(Collected data)

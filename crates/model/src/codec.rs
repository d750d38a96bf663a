//! Canonical byte encoding for keys, entries, values, and events.
//!
//! The encoding is a deterministic function of the typed structure: a
//! variant tag byte followed by fixed-width big-endian scalars and
//! length-prefixed variable fields. It backs three things:
//!
//! - TTL key derivation (SHA-256 over an encoded key);
//! - size metering (encoded length stands in for on-disk entry size);
//! - success-preimage hashing for invoke results.
//!
//! It is not a wire format: nothing outside this repository parses it, and
//! there is deliberately no decoder.

use crate::entry::{Entry, EntryExt, EntryPayload};
use crate::event::{ContractEvent, EventType};
use crate::key::{AccountId, AssetCode, EntryKey};
use crate::val::Val;

fn put_u32(out: &mut Vec<u8>, v: u32) {
    out.extend_from_slice(&v.to_be_bytes());
}

fn put_u64(out: &mut Vec<u8>, v: u64) {
    out.extend_from_slice(&v.to_be_bytes());
}

fn put_i64(out: &mut Vec<u8>, v: i64) {
    out.extend_from_slice(&v.to_be_bytes());
}

fn put_bytes(out: &mut Vec<u8>, b: &[u8]) {
    put_u32(out, b.len() as u32);
    out.extend_from_slice(b);
}

fn put_account(out: &mut Vec<u8>, id: &AccountId) {
    out.extend_from_slice(&id.0);
}

fn put_asset(out: &mut Vec<u8>, asset: &AssetCode) {
    out.extend_from_slice(&asset.code);
    put_account(out, &asset.issuer);
}

fn put_val(out: &mut Vec<u8>, val: &Val) {
    match val {
        Val::Void => out.push(0),
        Val::Bool(b) => {
            out.push(1);
            out.push(*b as u8);
        }
        Val::U32(v) => {
            out.push(2);
            put_u32(out, *v);
        }
        Val::U64(v) => {
            out.push(3);
            put_u64(out, *v);
        }
        Val::I64(v) => {
            out.push(4);
            put_i64(out, *v);
        }
        Val::Symbol(s) => {
            out.push(5);
            put_bytes(out, s.as_bytes());
        }
        Val::Bytes(b) => {
            out.push(6);
            put_bytes(out, b);
        }
        Val::Vec(items) => {
            out.push(7);
            put_u32(out, items.len() as u32);
            for item in items {
                put_val(out, item);
            }
        }
    }
}

fn put_key(out: &mut Vec<u8>, key: &EntryKey) {
    match key {
        EntryKey::Account { account_id } => {
            out.push(0);
            put_account(out, account_id);
        }
        EntryKey::Trustline { account_id, asset } => {
            out.push(1);
            put_account(out, account_id);
            put_asset(out, asset);
        }
        EntryKey::Offer { seller, offer_id } => {
            out.push(2);
            put_account(out, seller);
            put_i64(out, *offer_id);
        }
        EntryKey::Data { account_id, name } => {
            out.push(3);
            put_account(out, account_id);
            put_bytes(out, name.as_bytes());
        }
        EntryKey::ClaimableBalance { balance_id } => {
            out.push(4);
            out.extend_from_slice(balance_id.as_bytes());
        }
        EntryKey::ContractData {
            contract,
            key,
            durability,
        } => {
            out.push(5);
            out.extend_from_slice(contract.0.as_bytes());
            put_val(out, key);
            out.push(*durability as u8);
        }
        EntryKey::ContractCode { hash } => {
            out.push(6);
            out.extend_from_slice(hash.as_bytes());
        }
        EntryKey::Ttl { key_hash } => {
            out.push(7);
            out.extend_from_slice(key_hash.as_bytes());
        }
    }
}

fn put_payload(out: &mut Vec<u8>, payload: &EntryPayload) {
    match payload {
        EntryPayload::Account(e) => {
            out.push(0);
            put_account(out, &e.account_id);
            put_i64(out, e.balance);
            put_i64(out, e.seq_num);
            put_u32(out, e.num_sub_entries);
        }
        EntryPayload::Trustline(e) => {
            out.push(1);
            put_account(out, &e.account_id);
            put_asset(out, &e.asset);
            put_i64(out, e.balance);
            put_i64(out, e.limit);
        }
        EntryPayload::Offer(e) => {
            out.push(2);
            put_account(out, &e.seller);
            put_i64(out, e.offer_id);
            put_i64(out, e.amount);
            put_u32(out, e.price_n as u32);
            put_u32(out, e.price_d as u32);
        }
        EntryPayload::Data(e) => {
            out.push(3);
            put_account(out, &e.account_id);
            put_bytes(out, e.name.as_bytes());
            put_bytes(out, &e.value);
        }
        EntryPayload::ClaimableBalance(e) => {
            out.push(4);
            out.extend_from_slice(e.balance_id.as_bytes());
            put_i64(out, e.amount);
        }
        EntryPayload::ContractData(e) => {
            out.push(5);
            out.extend_from_slice(e.contract.0.as_bytes());
            put_val(out, &e.key);
            out.push(e.durability as u8);
            put_val(out, &e.val);
        }
        EntryPayload::ContractCode(e) => {
            out.push(6);
            out.extend_from_slice(e.hash.as_bytes());
            put_bytes(out, &e.code);
        }
        EntryPayload::Ttl(e) => {
            out.push(7);
            out.extend_from_slice(e.key_hash.as_bytes());
            put_u32(out, e.live_until_ledger_seq);
        }
    }
}

fn put_ext(out: &mut Vec<u8>, ext: &EntryExt) {
    match ext {
        EntryExt::V0 => out.push(0),
        EntryExt::V1 { sponsor } => {
            out.push(1);
            match sponsor {
                None => out.push(0),
                Some(id) => {
                    out.push(1);
                    put_account(out, id);
                }
            }
        }
    }
}

/// Encode a key to its canonical bytes.
pub fn encode_key(key: &EntryKey) -> Vec<u8> {
    let mut out = Vec::with_capacity(64);
    put_key(&mut out, key);
    out
}

/// Encode an entry (payload, extension, last-modified) to canonical bytes.
pub fn encode_entry(entry: &Entry) -> Vec<u8> {
    let mut out = Vec::with_capacity(128);
    put_u32(&mut out, entry.last_modified_ledger_seq);
    put_payload(&mut out, &entry.payload);
    put_ext(&mut out, &entry.ext);
    out
}

/// Encode a contract event to canonical bytes.
pub fn encode_event(event: &ContractEvent) -> Vec<u8> {
    let mut out = Vec::with_capacity(64);
    out.push(match event.event_type {
        EventType::Contract => 0,
        EventType::System => 1,
        EventType::Diagnostic => 2,
    });
    match &event.contract_id {
        None => out.push(0),
        Some(id) => {
            out.push(1);
            out.extend_from_slice(id.0.as_bytes());
        }
    }
    put_u32(&mut out, event.topics.len() as u32);
    for topic in &event.topics {
        put_val(&mut out, topic);
    }
    put_val(&mut out, &event.data);
    out
}

/// Encode a value to canonical bytes.
pub fn encode_val(val: &Val) -> Vec<u8> {
    let mut out = Vec::with_capacity(16);
    put_val(&mut out, val);
    out
}

/// Canonical encoded size of a key, used for key-byte metering.
pub fn key_size(key: &EntryKey) -> u32 {
    encode_key(key).len() as u32
}

/// Canonical encoded size of an entry, used for read/write-byte metering.
pub fn entry_size(entry: &Entry) -> u32 {
    encode_entry(entry).len() as u32
}

/// Canonical encoded size of an event, used for event-byte metering.
pub fn event_size(event: &ContractEvent) -> u32 {
    encode_event(event).len() as u32
}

▸ What you will do: Retype each record exactly, leaving nothing out.

▸ Solution to this task:
filename crates/model/src/codec.rs
repository d750d38a96bf663a
//! Canonical byte encoding for keys, entries, values, and events.
//!
//! The encoding is a deterministic function of the typed structure: a
//! variant tag byte followed by fixed-width big-endian scalars and
//! length-prefixed variable fields. It backs three things:
//!
//! - TTL key derivation (SHA-256 over an encoded key);
//! - size metering (encoded length stands in for on-disk entry size);
//! - success-preimage hashing for invoke results.
//!
//! It is not a wire format: nothing outside this repository parses it, and
//! there is deliberately no decoder.

use crate::entry::{Entry, EntryExt, EntryPayload};
use crate::event::{ContractEvent, EventType};
use crate::key::{AccountId, AssetCode, EntryKey};
use crate::val::Val;

fn put_u32(out: &mut Vec<u8>, v: u32) {
    out.extend_from_slice(&v.to_be_bytes());
}

fn put_u64(out: &mut Vec<u8>, v: u64) {
    out.extend_from_slice(&v.to_be_bytes());
}

fn put_i64(out: &mut Vec<u8>, v: i64) {
    out.extend_from_slice(&v.to_be_bytes());
}

fn put_bytes(out: &mut Vec<u8>, b: &[u8]) {
    put_u32(out, b.len() as u32);
    out.extend_from_slice(b);
}

fn put_account(out: &mut Vec<u8>, id: &AccountId) {
    out.extend_from_slice(&id.0);
}

fn put_asset(out: &mut Vec<u8>, asset: &AssetCode) {
    out.extend_from_slice(&asset.code);
    put_account(out, &asset.issuer);
}

fn put_val(out: &mut Vec<u8>, val: &Val) {
    match val {
        Val::Void => out.push(0),
        Val::Bool(b) => {
            out.push(1);
            out.push(*b as u8);
        }
        Val::U32(v) => {
            out.push(2);
            put_u32(out, *v);
        }
        Val::U64(v) => {
            out.push(3);
            put_u64(out, *v);
        }
        Val::I64(v) => {
            out.push(4);
            put_i64(out, *v);
        }
        Val::Symbol(s) => {
            out.push(5);
            put_bytes(out, s.as_bytes());
        }
        Val::Bytes(b) => {
            out.push(6);
            put_bytes(out, b);
        }
        Val::Vec(items) => {
            out.push(7);
            put_u32(out, items.len() as u32);
            for item in items {
                put_val(out, item);
            }
        }
    }
}

fn put_key(out: &mut Vec<u8>, key: &EntryKey) {
    match key {
        EntryKey::Account { account_id } => {
            out.push(0);
            put_account(out, account_id);
        }
        EntryKey::Trustline { account_id, asset } => {
            out.push(1);
            put_account(out, account_id);
            put_asset(out, asset);
        }
        EntryKey::Offer { seller, offer_id } => {
            out.push(2);
            put_account(out, seller);
            put_i64(out, *offer_id);
        }
        EntryKey::Data { account_id, name } => {
            out.push(3);
            put_account(out, account_id);
            put_bytes(out, name.as_bytes());
        }
        EntryKey::ClaimableBalance { balance_id } => {
            out.push(4);
            out.extend_from_slice(balance_id.as_bytes());
        }
        EntryKey::ContractData {
            contract,
            key,
            durability,
        } => {
            out.push(5);
            out.extend_from_slice(contract.0.as_bytes());
            put_val(out, key);
            out.push(*durability as u8);
        }
        EntryKey::ContractCode { hash } => {
            out.push(6);
            out.extend_from_slice(hash.as_bytes());
        }
        EntryKey::Ttl { key_hash } => {
            out.push(7);
            out.extend_from_slice(key_hash.as_bytes());
        }
    }
}

fn put_payload(out: &mut Vec<u8>, payload: &EntryPayload) {
    match payload {
        EntryPayload::Account(e) => {
            out.push(0);
            put_account(out, &e.account_id);
            put_i64(out, e.balance);
            put_i64(out, e.seq_num);
            put_u32(out, e.num_sub_entries);
        }
        EntryPayload::Trustline(e) => {
            out.push(1);
            put_account(out, &e.account_id);
            put_asset(out, &e.asset);
            put_i64(out, e.balance);
            put_i64(out, e.limit);
        }
        EntryPayload::Offer(e) => {
            out.push(2);
            put_account(out, &e.seller);
            put_i64(out, e.offer_id);
            put_i64(out, e.amount);
            put_u32(out, e.price_n as u32);
            put_u32(out, e.price_d as u32);
        }
        EntryPayload::Data(e) => {
            out.push(3);
            put_account(out, &e.account_id);
            put_bytes(out, e.name.as_bytes());
            put_bytes(out, &e.value);
        }
        EntryPayload::ClaimableBalance(e) => {
            out.push(4);
            out.extend_from_slice(e.balance_id.as_bytes());
            put_i64(out, e.amount);
        }
        EntryPayload::ContractData(e) => {
            out.push(5);
            out.extend_from_slice(e.contract.0.as_bytes());
            put_val(out, &e.key);
            out.push(e.durability as u8);
            put_val(out, &e.val);
        }
        EntryPayload::ContractCode(e) => {
            out.push(6);
            out.extend_from_slice(e.hash.as_bytes());
            put_bytes(out, &e.code);
        }
        EntryPayload::Ttl(e) => {
            out.push(7);
            out.extend_from_slice(e.key_hash.as_bytes());
            put_u32(out, e.live_until_ledger_seq);
        }
    }
}

fn put_ext(out: &mut Vec<u8>, ext: &EntryExt) {
    match ext {
        EntryExt::V0 => out.push(0),
        EntryExt::V1 { sponsor } => {
            out.push(1);
            match sponsor {
                None => out.push(0),
                Some(id) => {
                    out.push(1);
                    put_account(out, id);
                }
            }
        }
    }
}

/// Encode a key to its canonical bytes.
pub fn encode_key(key: &EntryKey) -> Vec<u8> {
    let mut out = Vec::with_capacity(64);
    put_key(&mut out, key);
    out
}

/// Encode an entry (payload, extension, last-modified) to canonical bytes.
pub fn encode_entry(entry: &Entry) -> Vec<u8> {
    let mut out = Vec::with_capacity(128);
    put_u32(&mut out, entry.last_modified_ledger_seq);
    put_payload(&mut out, &entry.payload);
    put_ext(&mut out, &entry.ext);
    out
}

/// Encode a contract event to canonical bytes.
pub fn encode_event(event: &ContractEvent) -> Vec<u8> {
    let mut out = Vec::with_capacity(64);
    out.push(match event.event_type {
        EventType::Contract => 0,
        EventType::System => 1,
        EventType::Diagnostic => 2,
    });
    match &event.contract_id {
        None => out.push(0),
        Some(id) => {
            out.push(1);
            out.extend_from_slice(id.0.as_bytes());
        }
    }
    put_u32(&mut out, event.topics.len() as u32);
    for topic in &event.topics {
        put_val(&mut out, topic);
    }
    put_val(&mut out, &event.data);
    out
}

/// Encode a value to canonical bytes.
pub fn encode_val(val: &Val) -> Vec<u8> {
    let mut out = Vec::with_capacity(16);
    put_val(&mut out, val);
    out
}

/// Canonical encoded size of a key, used for key-byte metering.
pub fn key_size(key: &EntryKey) -> u32 {
    encode_key(key).len() as u32
}

/// Canonical encoded size of an entry, used for read/write-byte metering.
pub fn entry_size(entry: &Entry) -> u32 {
    encode_entry(entry).len() as u32
}

/// Canonical encoded size of an event, used for event-byte metering.
pub fn event_size(event: &ContractEvent) -> u32 {
    encode_event(event).len() as u32
}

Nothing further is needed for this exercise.